Required childhood vaccines

The Canadian National Advisory Council on Immunizations (NACI) created a table showing the routine vaccines that are needed by babies, older children, and teens.

The following are important vaccines that you should have received as a baby or a child.

  • Pneumococcal vaccine
  • Meningococcal vaccine
  • Haemophilus influenza B vaccine
  • Diphtheria
  • Tetanus
  • Polio
  • Measles, mumps, rubella
  • Pertussis
  • Varicella (chicken pox)

There are some vaccines that are given in Grade 7 to protect against hepatitis B, human papillomavirus (HPV) and meningococcal infections.

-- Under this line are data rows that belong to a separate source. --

//! Line-to-point extraction and record appends.

use serde::Serialize;
use trace_core::error::DimensionError;
use trace_core::models::{TimeSeriesRecord, Timestamp};
use trace_core::schema::SchemaDescriptor;

/// Why a body line was dropped without touching any record.
#[derive(Debug, Clone, Copy, PartialEq, Eq, PartialOrd, Ord, Hash, Serialize)]
#[serde(rename_all = "snake_case")]
pub enum SkipReason {
    /// The schema has an inline id pattern and the line does not match it.
    Unroutable,
    /// The inline id names no registered sensor.
    UnknownSensor,
    MissingTimestamp,
    InvalidTimestamp,
    MissingData,
    /// A data token is not a finite number.
    InvalidNumber,
    /// Token count disagrees with the record (skip-line policy).
    DimensionMismatch,
    /// The owning record was aborted earlier in the file.
    RecordAborted,
}

impl SkipReason {
    pub fn as_str(&self) -> &'static str {
        match self {
            SkipReason::Unroutable => "unroutable",
            SkipReason::UnknownSensor => "unknown_sensor",
            SkipReason::MissingTimestamp => "missing_timestamp",
            SkipReason::InvalidTimestamp => "invalid_timestamp",
            SkipReason::MissingData => "missing_data",
            SkipReason::InvalidNumber => "invalid_number",
            SkipReason::DimensionMismatch => "dimension_mismatch",
            SkipReason::RecordAborted => "record_aborted",
        }
    }
}

/// Values extracted from one body line, not yet committed to a record.
#[derive(Debug, Clone, PartialEq)]
pub struct Point {
    pub timestamp: Timestamp,
    pub values: Vec<f64>,
    pub latency: Option<f64>,
}

/// Outcome of a failed [`PointIngestor::ingest`].
#[derive(Debug, Clone, PartialEq)]
pub enum Rejection {
    Skip(SkipReason),
    Dimension(DimensionError),
}

impl From<SkipReason> for Rejection {
    fn from(reason: SkipReason) -> Self {
        Rejection::Skip(reason)
    }
}

/// Applies the timestamp, data and latency patterns of a schema.
pub struct PointIngestor<'s> {
    schema: &'s SchemaDescriptor,
}

impl<'s> PointIngestor<'s> {
    pub fn new(schema: &'s SchemaDescriptor) -> Self {
        Self { schema }
    }

    /// Extract a [`Point`] from `line` without mutating anything.
    ///
    /// An unparsable latency is dropped rather than rejecting the line.
    pub fn extract(&self, line: &str) -> Result<Point, SkipReason> {
        let timestamp = self
            .schema
            .timestamp()
            .extract(line)
            .ok_or(SkipReason::MissingTimestamp)?;
        let timestamp = Timestamp::parse(timestamp).ok_or(SkipReason::InvalidTimestamp)?;

        let data = self
            .schema
            .data()
            .extract(line)
            .ok_or(SkipReason::MissingData)?;
        let values = data
            .split_whitespace()
            .map(|token| match token.parse::<f64>() {
                Ok(v) if v.is_finite() => Ok(v),
                _ => Err(SkipReason::InvalidNumber),
            })
            .collect::<Result<Vec<f64>, SkipReason>>()?;

        let latency = self
            .schema
            .latency()
            .and_then(|pattern| pattern.extract(line))
            .and_then(|text| text.trim().parse::<f64>().ok())
            .filter(|v| v.is_finite());

        Ok(Point {
            timestamp,
            values,
            latency,
        })
    }

    /// Extract a point from `line` and append it to `record`.
    ///
    /// The record is unchanged unless `Ok` is returned.
    pub fn ingest(&self, record: &mut TimeSeriesRecord, line: &str) -> Result<(), Rejection> {
        let point = self.extract(line)?;
        record
            .add_point(point.timestamp, &point.values, point.latency)
            .map_err(Rejection::Dimension)
    }
}

// ── Tests ─────────────────────────────────────────────────────────────────────
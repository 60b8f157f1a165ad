//! Runtime orchestration layer for sensor-trace.
//!
//! Runs parse jobs across many files and statistics jobs across many
//! channels on tokio's blocking pool.

pub mod batch;
pub mod stats_job;

pub use trace_core as core;
pub use trace_data as data;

You can learn about the immunizations provided in Ontario by clicking this link.

Yellow immunization card

Make sure you have a record of all the immunizations you have received since you were born! In Ontario, we use yellow immunization cards, like the one in this photo, to record your immunizations. Your health-care provider may also have an electronic summary in your medical record that can be downloaded or printed.

Did you know?

Students in Ontario between the ages of 4 and 17 are required by law to be immunized against certain diseases. You may receive a notice from your local public health unit telling you that you are missing certain vaccines. Sometimes you are missing the required doses and sometimes you may have simply missed providing your updated immunization records. You may be asked to stay home until you catch up on the required doses. This checklist can help ensure that your vaccines and vaccine records are up to date.

What to do if you can’t find your immunization record

If you can’t find your yellow immunization card (or another immunization record if you live outside Ontario), contact:

  • your family doctor or paediatrician – they should have a record of every routine vaccine you have received
  • your local school board – you need to have up-to-date immunization records to go to school and the school board should have this information on file
  • your local Public Health Unit – it keeps records for all children who attend school

Annual, teenage and travel vaccines

Influenza (flu) vaccine

We recommend that you, your family and any caregivers get the influenza (flu) vaccine every year. The flu shot protects you from severe influenza infections.

School vaccine programs

You will be offered some vaccines through school programs after you turn 12 years of age, such as hepatitis B, human papillomavirus (HPV) and meningococcal vaccines.

Travel vaccines

There are special travel clinics in Ontario that give advice on the immunizations that are needed if you travel to different parts of the world where you may be exposed to infections that require special vaccinations or preventative medications. It is recommended that you visit a travel clinic before travelling to many parts of the world. The Ontario Health Insurance Plan (OHIP) does not cover the cost of travel clinic appointments, so you will need to budget for the appointment and any travel vaccines you get there.

It is important to plan ahead! Many travel vaccines need to be given in several doses over a period of time to work properly. So, it is important to have at least two months’ notice before you travel to areas where vaccines are needed.

You can find your nearest travel clinic on the Health Canada website.